Instructions for the task: Up to and including the line with "pub mod context;", return every line from the start of the entries below exactly.

Data excerpts:
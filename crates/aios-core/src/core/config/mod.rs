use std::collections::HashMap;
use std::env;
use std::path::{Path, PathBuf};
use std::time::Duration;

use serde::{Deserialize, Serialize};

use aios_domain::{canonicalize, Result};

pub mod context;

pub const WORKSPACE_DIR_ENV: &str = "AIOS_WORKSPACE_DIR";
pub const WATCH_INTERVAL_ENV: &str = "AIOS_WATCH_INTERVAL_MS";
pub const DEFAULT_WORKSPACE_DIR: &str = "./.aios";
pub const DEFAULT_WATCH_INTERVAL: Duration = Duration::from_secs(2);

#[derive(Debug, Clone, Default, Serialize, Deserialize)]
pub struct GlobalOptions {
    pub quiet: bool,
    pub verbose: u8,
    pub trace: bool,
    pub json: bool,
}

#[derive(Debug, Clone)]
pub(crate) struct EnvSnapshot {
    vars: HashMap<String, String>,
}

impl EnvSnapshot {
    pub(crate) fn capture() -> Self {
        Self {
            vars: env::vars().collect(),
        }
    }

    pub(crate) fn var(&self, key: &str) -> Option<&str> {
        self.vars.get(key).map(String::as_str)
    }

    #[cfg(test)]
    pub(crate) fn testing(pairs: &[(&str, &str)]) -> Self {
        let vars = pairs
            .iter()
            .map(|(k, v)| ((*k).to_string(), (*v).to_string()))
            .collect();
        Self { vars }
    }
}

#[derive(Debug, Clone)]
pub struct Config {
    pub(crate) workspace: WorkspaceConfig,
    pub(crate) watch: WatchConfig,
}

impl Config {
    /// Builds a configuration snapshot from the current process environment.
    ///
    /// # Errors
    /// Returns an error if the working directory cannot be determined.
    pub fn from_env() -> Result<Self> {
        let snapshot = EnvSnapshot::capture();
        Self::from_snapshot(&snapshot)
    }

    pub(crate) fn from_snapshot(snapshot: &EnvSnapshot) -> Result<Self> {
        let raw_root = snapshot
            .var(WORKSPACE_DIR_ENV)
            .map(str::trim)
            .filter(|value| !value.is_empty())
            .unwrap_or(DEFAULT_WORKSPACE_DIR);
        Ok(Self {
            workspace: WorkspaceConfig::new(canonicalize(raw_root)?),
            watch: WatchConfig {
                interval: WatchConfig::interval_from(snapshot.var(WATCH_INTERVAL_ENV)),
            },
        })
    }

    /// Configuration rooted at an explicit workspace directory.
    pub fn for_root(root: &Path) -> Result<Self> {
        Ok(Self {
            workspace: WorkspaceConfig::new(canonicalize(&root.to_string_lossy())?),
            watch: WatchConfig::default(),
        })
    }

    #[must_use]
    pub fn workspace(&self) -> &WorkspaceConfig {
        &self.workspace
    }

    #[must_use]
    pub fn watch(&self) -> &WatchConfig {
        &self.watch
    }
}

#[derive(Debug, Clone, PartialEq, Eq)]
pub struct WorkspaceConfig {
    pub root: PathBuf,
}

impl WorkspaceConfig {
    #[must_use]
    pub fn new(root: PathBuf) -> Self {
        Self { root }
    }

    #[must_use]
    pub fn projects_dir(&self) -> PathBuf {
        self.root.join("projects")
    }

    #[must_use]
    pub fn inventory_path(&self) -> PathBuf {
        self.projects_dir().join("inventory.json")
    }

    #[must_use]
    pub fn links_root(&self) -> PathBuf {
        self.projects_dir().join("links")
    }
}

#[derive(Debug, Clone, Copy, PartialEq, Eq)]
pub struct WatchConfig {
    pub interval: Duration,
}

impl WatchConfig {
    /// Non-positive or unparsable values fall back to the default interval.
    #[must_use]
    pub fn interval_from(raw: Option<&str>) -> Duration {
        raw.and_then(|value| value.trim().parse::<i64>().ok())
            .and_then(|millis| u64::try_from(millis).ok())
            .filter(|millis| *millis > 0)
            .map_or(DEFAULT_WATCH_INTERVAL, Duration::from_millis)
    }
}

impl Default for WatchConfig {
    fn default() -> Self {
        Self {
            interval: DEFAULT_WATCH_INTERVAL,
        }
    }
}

Expected answer:
filename crates/aios-core/src/core/config/mod.rs
use std::collections::HashMap;
use std::env;
use std::path::{Path, PathBuf};
use std::time::Duration;

use serde::{Deserialize, Serialize};

use aios_domain::{canonicalize, Result};

pub mod context;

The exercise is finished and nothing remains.